By Bornika Das
Amarnath or Rajgira, the seeds have been treasured for centuries for their nutritional benefits. Here's 8 dishes made from this gluten-free seeds that are rich in protein... So are you ready for nutritious and healthy meal?
Amaranth can be cooked similar to rice and quinoa, resulting in a creamy and nutritious porridge. The seeds can be cooked in milk or water and cooked until soft. Add a touch of sweetener and fruits and nuts.

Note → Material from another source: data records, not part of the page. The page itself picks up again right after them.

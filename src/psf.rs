/// PSF estimation on top of an external PSF fitter
use serde::{Deserialize, Serialize};
use std::collections::BTreeMap;

use crate::error::{Result, StarError};
use crate::geometry::{Point, Rect};
use crate::imaging::Image;
use crate::star::{Psf, PsfFunction, PsfStatus, Star};

/// Hard ceiling of the fitter search radius
pub const MAX_SEARCH_RADIUS: f64 = 127.0;

/// FWHMx / width at which a fit is taken for a double-star misfit
pub const DOUBLE_STAR_RATIO: f64 = 1.75;

/// One row of fitter output
#[derive(Debug, Clone, PartialEq, Serialize, Deserialize)]
#[serde(rename_all = "camelCase")]
pub struct PsfRow {
    pub func: PsfFunction,
    pub circular: bool,
    pub status: PsfStatus,
    #[serde(rename = "B")]
    pub b: f64,
    #[serde(rename = "A")]
    pub a: f64,
    pub cx: f64,
    pub cy: f64,
    pub sx: f64,
    pub sy: f64,
    /// Rotation in degrees
    pub theta: f64,
    pub beta: f64,
    pub mad: f64,
    pub flux: f64,
    pub mean_signal: f64,
}

impl PsfRow {
    pub fn fwhm_x(&self) -> f64 {
        self.func.fwhm(self.sx, self.beta)
    }

    /// Complete the row with derived geometry
    pub fn into_psf(self) -> Psf {
        let aspect_ratio = if self.sx > 0.0 { self.sy / self.sx } else { 0.0 };
        Psf {
            func: self.func,
            circular: self.circular,
            status: self.status,
            b: self.b,
            a: self.a,
            cx: self.cx,
            cy: self.cy,
            sx: self.sx,
            sy: self.sy,
            theta: self.theta,
            angle: self.theta.rem_euclid(180.0),
            beta: self.beta,
            mad: self.mad,
            flux: self.flux,
            mean_signal: self.mean_signal,
            aspect_ratio,
            fwhm_x: self.func.fwhm(self.sx, self.beta),
            fwhm_y: self.func.fwhm(self.sy, self.beta),
        }
    }
}

/// Parameters of one fitter invocation
#[derive(Debug, Clone, Copy, PartialEq)]
pub struct FitRequest {
    pub search_rect: Rect,
    pub centroid: Point,
    pub search_radius: f64,
    pub auto_aperture: bool,
}

/// External PSF fitter. An empty result means "no fit found".
pub trait PsfFitter {
    fn fit(&self, luminance: &Image, request: &FitRequest) -> anyhow::Result<Vec<PsfRow>>;
}

#[derive(Debug, Clone, Copy, PartialEq, Serialize, Deserialize)]
#[serde(rename_all = "camelCase")]
pub struct PsfOptions {
    pub auto_aperture: bool,
}

impl Default for PsfOptions {
    fn default() -> Self {
        Self {
            auto_aperture: true,
        }
    }
}

pub struct PsfEstimator<'a> {
    fitter: &'a dyn PsfFitter,
}

impl<'a> PsfEstimator<'a> {
    pub fn new(fitter: &'a dyn PsfFitter) -> Self {
        Self { fitter }
    }

    /// Fitter request for a star: its rect grown by half its width on
    /// each side, radius `min(2 * search width, 127)`
    pub fn request_for(star: &Star, auto_aperture: bool) -> FitRequest {
        let search_rect = star.rect().inflated(star.width() / 2.0);
        FitRequest {
            search_rect,
            centroid: star.pos(),
            search_radius: (2.0 * search_rect.width()).min(MAX_SEARCH_RADIUS),
            auto_aperture,
        }
    }

    /// Fit a PSF for `star`. `Ok(None)` when the fitter finds nothing.
    pub fn estimate(&self, star: &Star, luminance: &Image, opts: &PsfOptions) -> Result<Option<Psf>> {
        let first = self.fit_first(star, luminance, opts.auto_aperture)?;
        let row = match first {
            Some(row) if row.fwhm_x() > 0.0 && row.fwhm_x() / star.width() >= DOUBLE_STAR_RATIO => {
                tracing::debug!(
                    "Star {}: FWHMx {:.2} vs width {:.2}, probable double star, refitting without auto aperture",
                    star.id(),
                    row.fwhm_x(),
                    star.width()
                );
                self.fit_first(star, luminance, false)?
            }
            other => other,
        };

        match row {
            Some(row) => Ok(Some(row.into_psf())),
            None => {
                tracing::warn!("No PSF found for star {}", star.id());
                Ok(None)
            }
        }
    }

    fn fit_first(&self, star: &Star, luminance: &Image, auto_aperture: bool) -> Result<Option<PsfRow>> {
        let request = Self::request_for(star, auto_aperture);
        let rows = self
            .fitter
            .fit(luminance, &request)
            .map_err(|e| StarError::PsfFitFailed {
                star: star.id().to_string(),
                reason: format!("{:#}", e),
            })?;
        Ok(rows.into_iter().next())
    }
}

/// Per-field PSF values collected across stars
#[derive(Debug, Clone, Default)]
pub struct PsfAccumulator {
    values: BTreeMap<String, Vec<f64>>,
    count: usize,
}

impl PsfAccumulator {
    pub fn new() -> Self {
        Self::default()
    }

    pub fn record(&mut self, psf: &Psf) {
        for (field, value) in psf.numeric_fields() {
            if value.is_finite() {
                self.values.entry(field.to_string()).or_default().push(value);
            }
        }
        self.count += 1;
    }

    pub fn values(&self) -> &BTreeMap<String, Vec<f64>> {
        &self.values
    }

    pub fn count(&self) -> usize {
        self.count
    }

    pub fn clear(&mut self) {
        self.values.clear();
        self.count = 0;
    }
}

Ladoos are popular Indian desserts and if you want to try something healthy, Amaranth ladoos are the ones for you. Combine roasted Amaranth seeds with jaggery along with some fried nuts and dried fruits. You can have this as delectable snacks
Cooked Amaranth seeds can be cooled and added into salads. Combine fresh vegetables, herbs, and a tangy dressing for a refreshing and nutritious salad.
Cook delicious patties by mixing cooked amaranth seeds with mashed vegetables like sweet potatoes, carrots, or peas. You can either bake and pan-fry them.
You can add nutritious twist to your morning granola by adding Amaranth seeds. Combine rolled oats, amaranth seeds, nuts, dried fruits, and a sweetener and bake it until golden and crispy.
Make homemade bread nutritious by adding Amaranth seeds. You can either add some to a portion of flour or incorporate whole amaranth seeds for added texture.
Blend frozen fruits like berries or bananas with milk of your choice. Pour the base of the smoothie into a bowl and top it with amaranth seeds.
Create flavourful polao by cooking amaranth seeds with aromatic spices and vegetables. This is not only nutritious but also healthy.